• Source data:

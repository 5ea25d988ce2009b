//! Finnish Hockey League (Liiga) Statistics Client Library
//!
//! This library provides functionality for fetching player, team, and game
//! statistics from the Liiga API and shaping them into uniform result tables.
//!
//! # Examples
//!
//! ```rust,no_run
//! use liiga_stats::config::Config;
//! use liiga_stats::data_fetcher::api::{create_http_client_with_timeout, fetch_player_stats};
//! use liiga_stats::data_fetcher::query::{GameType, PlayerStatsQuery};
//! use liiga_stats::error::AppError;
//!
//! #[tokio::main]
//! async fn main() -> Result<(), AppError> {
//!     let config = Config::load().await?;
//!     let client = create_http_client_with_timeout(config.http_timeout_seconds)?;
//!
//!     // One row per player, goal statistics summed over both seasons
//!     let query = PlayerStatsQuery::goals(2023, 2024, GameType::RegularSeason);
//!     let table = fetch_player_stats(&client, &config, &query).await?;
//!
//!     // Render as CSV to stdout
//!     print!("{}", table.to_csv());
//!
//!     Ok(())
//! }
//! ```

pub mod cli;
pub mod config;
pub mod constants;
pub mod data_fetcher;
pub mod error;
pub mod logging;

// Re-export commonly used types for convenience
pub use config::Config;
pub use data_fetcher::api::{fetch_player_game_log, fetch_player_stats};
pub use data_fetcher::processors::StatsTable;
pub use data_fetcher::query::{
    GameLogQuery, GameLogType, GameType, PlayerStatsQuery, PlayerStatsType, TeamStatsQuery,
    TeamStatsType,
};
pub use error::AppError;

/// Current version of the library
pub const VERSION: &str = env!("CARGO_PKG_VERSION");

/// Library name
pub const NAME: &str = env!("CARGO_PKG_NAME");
* * *
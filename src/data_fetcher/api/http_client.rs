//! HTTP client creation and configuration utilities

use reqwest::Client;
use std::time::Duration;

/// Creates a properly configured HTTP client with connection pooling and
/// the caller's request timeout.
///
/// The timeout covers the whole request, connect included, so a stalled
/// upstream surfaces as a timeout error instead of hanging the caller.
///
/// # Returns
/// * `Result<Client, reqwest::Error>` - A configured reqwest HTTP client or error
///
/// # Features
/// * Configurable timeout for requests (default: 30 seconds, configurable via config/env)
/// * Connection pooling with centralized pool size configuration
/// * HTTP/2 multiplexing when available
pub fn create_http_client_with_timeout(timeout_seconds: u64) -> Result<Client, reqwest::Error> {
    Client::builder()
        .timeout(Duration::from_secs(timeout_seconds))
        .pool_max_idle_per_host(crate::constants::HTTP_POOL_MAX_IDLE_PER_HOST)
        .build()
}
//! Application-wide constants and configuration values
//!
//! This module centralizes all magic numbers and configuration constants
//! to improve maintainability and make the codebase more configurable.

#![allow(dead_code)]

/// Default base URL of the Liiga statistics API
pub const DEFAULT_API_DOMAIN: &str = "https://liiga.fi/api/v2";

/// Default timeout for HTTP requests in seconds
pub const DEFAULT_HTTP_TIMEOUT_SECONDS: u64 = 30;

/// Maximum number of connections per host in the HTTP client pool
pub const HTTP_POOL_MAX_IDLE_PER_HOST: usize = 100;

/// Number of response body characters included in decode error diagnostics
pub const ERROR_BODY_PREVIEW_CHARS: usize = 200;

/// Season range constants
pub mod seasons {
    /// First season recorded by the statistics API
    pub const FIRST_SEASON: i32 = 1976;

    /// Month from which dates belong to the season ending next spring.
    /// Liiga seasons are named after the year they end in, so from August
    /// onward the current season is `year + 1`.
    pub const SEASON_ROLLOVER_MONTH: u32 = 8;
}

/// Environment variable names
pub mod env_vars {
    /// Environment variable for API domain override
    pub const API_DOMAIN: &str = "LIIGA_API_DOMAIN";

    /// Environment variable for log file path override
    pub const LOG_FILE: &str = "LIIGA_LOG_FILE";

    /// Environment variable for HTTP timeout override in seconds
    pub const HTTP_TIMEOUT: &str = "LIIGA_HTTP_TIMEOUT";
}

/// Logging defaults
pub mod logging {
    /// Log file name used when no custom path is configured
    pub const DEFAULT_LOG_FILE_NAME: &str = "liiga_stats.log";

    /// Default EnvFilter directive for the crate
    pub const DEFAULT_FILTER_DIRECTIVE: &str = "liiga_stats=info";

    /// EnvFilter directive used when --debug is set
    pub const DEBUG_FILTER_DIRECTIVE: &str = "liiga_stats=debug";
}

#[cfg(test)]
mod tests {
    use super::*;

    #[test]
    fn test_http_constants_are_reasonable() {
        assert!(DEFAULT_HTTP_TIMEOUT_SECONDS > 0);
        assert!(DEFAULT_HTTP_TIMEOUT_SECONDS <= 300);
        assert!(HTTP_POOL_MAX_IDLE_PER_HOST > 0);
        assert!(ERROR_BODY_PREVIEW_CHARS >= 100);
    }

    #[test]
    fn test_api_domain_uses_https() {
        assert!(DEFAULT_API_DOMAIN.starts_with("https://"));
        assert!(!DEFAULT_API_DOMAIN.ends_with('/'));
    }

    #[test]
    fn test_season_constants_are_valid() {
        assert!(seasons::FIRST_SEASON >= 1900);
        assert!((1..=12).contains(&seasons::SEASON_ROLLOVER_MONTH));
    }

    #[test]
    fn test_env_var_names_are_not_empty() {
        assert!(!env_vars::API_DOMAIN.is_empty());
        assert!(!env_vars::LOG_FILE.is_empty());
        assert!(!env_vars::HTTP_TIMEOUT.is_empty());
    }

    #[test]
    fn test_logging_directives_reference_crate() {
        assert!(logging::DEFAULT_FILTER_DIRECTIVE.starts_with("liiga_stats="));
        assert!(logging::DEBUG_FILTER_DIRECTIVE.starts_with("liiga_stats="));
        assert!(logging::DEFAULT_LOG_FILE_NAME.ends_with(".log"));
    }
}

• WHAT NEEDS TO BE DONE:
Among the entries above, how many lines hold the string "pooling"? Respond with nothing but the number.

• WRITTEN SOLUTION:
2